## AIM OF THE TASK:
From the data below, retype exactly the lines starting with the one that contains "use thiserror::Error;" and ending with the one that contains "#[derive(Debug, Error, Clone, PartialEq, Eq)]", both included.

## INFORMATION GIVEN:
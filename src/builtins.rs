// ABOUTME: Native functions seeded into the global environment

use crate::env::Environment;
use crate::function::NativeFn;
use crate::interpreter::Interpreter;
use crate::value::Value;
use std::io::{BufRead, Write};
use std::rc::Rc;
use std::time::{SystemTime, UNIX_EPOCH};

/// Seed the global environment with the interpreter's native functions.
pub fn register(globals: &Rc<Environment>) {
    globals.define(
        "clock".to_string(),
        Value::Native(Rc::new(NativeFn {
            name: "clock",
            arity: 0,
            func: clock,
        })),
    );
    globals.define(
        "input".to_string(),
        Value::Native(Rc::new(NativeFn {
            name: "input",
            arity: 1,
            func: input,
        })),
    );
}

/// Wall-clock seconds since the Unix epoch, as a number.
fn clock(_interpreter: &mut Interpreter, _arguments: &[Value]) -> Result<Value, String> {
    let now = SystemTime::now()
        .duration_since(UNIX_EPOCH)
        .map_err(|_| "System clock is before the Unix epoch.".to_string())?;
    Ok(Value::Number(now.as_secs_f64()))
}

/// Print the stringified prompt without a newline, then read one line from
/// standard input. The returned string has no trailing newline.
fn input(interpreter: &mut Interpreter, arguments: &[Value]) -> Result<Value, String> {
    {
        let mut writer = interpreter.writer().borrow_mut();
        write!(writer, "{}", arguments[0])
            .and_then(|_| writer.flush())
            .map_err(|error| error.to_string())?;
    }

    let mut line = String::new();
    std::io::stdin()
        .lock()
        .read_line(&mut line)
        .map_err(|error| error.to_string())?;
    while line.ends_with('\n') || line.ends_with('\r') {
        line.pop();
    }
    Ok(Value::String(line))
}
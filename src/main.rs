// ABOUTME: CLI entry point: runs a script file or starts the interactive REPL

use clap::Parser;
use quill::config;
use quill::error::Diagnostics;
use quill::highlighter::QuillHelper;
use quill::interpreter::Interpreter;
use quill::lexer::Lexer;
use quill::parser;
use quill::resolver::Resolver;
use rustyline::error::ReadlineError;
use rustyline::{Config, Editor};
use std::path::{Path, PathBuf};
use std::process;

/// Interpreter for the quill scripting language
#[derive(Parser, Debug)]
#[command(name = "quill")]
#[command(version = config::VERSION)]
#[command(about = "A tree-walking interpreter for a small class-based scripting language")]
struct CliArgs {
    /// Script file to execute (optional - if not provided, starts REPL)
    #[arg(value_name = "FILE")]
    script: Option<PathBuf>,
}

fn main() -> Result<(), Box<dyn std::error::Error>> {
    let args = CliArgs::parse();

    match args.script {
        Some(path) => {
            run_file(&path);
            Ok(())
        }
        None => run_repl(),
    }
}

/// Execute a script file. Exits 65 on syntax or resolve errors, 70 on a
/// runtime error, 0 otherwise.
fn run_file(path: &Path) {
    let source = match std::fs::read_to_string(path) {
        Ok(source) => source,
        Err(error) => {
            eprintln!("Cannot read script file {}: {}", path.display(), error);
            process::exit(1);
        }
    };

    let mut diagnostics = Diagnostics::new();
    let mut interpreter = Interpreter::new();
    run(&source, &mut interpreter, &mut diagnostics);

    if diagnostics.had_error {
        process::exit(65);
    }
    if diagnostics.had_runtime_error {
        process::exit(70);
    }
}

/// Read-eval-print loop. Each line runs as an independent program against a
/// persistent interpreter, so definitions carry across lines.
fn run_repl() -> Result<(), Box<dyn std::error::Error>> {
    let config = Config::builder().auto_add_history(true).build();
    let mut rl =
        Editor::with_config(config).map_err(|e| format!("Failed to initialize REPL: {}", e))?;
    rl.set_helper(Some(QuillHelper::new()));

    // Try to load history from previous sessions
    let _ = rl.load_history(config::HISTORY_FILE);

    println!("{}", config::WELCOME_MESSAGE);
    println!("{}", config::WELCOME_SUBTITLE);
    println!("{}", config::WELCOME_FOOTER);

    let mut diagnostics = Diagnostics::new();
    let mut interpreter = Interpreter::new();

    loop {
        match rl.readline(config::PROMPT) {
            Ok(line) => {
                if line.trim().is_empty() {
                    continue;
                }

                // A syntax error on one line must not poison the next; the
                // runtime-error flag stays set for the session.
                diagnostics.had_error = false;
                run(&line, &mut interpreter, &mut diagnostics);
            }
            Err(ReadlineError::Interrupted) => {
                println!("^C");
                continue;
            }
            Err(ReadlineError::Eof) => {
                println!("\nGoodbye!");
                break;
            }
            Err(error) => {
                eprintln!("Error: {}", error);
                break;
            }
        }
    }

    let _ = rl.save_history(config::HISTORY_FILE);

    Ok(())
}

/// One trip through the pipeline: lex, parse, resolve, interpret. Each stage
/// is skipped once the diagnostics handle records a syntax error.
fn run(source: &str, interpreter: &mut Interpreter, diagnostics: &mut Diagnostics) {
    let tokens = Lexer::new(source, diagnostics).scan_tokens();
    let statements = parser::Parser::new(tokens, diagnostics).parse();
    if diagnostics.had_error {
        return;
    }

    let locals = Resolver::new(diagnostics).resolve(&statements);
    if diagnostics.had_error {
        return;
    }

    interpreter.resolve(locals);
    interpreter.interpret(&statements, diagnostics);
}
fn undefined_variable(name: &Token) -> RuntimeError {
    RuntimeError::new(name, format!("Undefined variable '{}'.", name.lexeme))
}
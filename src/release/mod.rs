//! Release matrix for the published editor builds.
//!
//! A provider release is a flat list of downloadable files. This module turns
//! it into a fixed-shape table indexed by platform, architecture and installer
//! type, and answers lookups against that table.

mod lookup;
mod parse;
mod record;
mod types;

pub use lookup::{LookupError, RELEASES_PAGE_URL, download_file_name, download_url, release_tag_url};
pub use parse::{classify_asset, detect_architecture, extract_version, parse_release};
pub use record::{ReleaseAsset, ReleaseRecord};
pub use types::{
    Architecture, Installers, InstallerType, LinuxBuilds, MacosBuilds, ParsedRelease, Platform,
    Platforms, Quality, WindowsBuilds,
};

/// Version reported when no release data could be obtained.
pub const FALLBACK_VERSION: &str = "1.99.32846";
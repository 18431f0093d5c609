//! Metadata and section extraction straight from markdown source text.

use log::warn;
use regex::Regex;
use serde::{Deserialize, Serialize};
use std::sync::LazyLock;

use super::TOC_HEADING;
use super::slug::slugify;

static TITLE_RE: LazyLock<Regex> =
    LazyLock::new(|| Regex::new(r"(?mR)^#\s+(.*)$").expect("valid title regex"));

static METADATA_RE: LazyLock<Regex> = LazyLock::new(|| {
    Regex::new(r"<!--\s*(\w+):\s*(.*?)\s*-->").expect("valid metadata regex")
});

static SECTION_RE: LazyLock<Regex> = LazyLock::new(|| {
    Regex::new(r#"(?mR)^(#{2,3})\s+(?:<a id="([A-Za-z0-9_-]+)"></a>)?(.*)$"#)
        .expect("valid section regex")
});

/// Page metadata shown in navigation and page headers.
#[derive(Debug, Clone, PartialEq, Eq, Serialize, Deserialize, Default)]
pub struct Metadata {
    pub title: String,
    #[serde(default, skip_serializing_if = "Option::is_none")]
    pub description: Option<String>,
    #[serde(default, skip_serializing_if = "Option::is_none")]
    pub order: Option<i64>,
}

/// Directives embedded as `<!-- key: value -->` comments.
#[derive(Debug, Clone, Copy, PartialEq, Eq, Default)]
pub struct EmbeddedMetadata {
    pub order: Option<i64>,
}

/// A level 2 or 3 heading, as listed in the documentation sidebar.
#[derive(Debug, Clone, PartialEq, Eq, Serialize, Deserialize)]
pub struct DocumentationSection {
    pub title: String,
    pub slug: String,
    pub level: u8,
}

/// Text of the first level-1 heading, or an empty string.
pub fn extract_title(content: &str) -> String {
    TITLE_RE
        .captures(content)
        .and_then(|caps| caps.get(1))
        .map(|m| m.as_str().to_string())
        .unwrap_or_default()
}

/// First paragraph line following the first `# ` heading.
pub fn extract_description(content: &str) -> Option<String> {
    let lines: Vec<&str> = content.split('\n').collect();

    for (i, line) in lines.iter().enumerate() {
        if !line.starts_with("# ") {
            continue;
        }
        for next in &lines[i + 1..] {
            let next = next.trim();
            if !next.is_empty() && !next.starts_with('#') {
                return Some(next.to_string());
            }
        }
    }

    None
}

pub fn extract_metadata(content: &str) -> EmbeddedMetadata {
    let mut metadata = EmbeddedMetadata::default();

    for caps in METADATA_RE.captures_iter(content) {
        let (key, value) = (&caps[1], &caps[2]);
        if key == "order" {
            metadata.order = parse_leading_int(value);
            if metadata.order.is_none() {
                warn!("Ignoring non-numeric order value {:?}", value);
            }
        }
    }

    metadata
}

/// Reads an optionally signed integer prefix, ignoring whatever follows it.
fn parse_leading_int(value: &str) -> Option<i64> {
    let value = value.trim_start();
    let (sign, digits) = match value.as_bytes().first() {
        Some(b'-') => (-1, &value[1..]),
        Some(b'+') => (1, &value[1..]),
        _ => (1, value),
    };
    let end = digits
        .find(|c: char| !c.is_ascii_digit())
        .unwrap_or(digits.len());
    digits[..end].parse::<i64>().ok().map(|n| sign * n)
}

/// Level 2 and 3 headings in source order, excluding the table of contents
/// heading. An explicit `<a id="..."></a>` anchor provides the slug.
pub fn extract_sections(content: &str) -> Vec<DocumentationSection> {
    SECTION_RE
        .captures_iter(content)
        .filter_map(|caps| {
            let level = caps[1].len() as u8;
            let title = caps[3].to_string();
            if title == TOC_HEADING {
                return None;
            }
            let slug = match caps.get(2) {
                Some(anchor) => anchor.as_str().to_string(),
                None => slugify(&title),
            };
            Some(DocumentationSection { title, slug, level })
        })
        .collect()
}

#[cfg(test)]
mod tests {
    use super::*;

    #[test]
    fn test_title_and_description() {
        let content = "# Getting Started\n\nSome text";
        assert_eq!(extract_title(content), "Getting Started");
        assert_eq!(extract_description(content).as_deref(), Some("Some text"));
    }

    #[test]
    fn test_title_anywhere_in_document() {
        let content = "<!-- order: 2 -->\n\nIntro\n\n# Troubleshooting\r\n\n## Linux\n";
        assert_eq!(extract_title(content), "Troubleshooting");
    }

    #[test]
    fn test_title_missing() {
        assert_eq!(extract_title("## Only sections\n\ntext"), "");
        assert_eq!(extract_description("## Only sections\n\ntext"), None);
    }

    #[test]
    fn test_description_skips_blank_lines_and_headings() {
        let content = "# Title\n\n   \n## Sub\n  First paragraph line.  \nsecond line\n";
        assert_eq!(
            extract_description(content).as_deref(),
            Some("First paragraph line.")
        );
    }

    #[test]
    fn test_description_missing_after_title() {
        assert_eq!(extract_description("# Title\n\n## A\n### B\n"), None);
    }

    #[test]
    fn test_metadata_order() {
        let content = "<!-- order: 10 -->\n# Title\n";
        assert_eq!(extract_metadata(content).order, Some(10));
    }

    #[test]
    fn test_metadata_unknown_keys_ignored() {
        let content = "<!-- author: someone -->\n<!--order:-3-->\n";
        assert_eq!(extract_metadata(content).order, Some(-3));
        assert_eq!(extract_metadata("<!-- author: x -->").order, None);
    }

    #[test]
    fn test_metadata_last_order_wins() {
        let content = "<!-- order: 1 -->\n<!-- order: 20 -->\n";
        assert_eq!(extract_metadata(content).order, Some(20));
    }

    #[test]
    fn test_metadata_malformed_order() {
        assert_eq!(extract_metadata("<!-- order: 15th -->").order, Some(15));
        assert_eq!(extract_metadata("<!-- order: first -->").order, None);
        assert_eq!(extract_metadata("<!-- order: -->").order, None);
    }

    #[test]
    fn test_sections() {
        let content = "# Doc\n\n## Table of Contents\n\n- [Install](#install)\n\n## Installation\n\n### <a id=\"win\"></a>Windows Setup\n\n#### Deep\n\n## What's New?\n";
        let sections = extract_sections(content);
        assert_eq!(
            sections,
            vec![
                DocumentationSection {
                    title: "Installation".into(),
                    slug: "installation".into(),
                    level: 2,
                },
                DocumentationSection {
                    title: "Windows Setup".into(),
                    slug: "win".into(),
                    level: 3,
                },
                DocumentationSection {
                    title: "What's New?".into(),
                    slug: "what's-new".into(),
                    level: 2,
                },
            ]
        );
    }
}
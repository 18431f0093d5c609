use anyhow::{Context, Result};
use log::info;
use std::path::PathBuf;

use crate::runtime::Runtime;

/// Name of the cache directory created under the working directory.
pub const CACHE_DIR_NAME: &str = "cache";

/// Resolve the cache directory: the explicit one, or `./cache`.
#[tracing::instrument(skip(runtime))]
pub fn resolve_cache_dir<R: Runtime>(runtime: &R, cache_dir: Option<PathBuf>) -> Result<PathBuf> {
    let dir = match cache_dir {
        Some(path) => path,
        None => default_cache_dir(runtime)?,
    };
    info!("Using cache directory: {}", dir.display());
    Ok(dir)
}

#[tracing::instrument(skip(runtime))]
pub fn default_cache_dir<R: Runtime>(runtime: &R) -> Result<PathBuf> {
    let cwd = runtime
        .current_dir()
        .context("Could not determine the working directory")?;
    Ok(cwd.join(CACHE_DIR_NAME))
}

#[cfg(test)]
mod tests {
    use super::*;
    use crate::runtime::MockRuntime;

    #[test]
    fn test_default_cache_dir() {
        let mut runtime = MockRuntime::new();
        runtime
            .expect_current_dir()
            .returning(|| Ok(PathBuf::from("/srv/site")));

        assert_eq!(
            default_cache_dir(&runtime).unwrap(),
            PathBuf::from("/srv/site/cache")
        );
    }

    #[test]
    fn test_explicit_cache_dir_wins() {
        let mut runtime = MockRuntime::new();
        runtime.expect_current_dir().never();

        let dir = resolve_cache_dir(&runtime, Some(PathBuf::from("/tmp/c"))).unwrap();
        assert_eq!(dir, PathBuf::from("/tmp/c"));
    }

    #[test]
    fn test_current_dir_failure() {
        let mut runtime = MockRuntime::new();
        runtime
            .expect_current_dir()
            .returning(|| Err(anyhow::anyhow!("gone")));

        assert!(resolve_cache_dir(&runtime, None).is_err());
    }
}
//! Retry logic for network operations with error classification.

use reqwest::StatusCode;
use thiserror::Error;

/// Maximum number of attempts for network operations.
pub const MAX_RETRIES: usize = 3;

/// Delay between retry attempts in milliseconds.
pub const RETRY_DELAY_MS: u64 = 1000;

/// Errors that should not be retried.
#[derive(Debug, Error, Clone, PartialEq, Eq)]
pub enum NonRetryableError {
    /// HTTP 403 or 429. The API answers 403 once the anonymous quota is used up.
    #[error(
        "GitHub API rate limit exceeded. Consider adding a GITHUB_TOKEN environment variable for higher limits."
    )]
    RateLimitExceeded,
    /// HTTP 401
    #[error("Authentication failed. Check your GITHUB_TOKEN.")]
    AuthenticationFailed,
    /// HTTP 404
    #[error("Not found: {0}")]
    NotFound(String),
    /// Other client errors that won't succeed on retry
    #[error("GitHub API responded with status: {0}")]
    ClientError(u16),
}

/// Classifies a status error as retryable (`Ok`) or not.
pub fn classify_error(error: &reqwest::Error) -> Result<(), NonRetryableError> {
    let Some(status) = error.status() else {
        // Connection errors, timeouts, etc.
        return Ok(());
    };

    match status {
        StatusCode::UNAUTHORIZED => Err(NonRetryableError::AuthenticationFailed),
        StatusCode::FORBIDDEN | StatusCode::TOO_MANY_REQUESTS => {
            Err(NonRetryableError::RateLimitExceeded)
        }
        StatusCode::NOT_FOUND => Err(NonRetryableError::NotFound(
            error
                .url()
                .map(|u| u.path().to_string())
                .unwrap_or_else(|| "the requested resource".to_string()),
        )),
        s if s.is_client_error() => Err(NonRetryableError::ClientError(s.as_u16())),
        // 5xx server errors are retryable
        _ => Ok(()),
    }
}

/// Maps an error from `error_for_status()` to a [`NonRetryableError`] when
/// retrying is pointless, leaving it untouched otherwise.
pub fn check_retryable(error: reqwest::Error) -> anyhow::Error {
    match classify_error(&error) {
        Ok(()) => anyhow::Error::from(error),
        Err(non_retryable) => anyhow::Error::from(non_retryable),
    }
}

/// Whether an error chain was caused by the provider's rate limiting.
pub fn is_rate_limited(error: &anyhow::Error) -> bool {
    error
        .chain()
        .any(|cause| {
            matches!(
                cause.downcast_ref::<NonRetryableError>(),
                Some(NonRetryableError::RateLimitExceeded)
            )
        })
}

## EXERCISE RESULT:
use thiserror::Error;

/// Maximum number of attempts for network operations.
pub const MAX_RETRIES: usize = 3;

/// Delay between retry attempts in milliseconds.
pub const RETRY_DELAY_MS: u64 = 1000;

/// Errors that should not be retried.
#[derive(Debug, Error, Clone, PartialEq, Eq)]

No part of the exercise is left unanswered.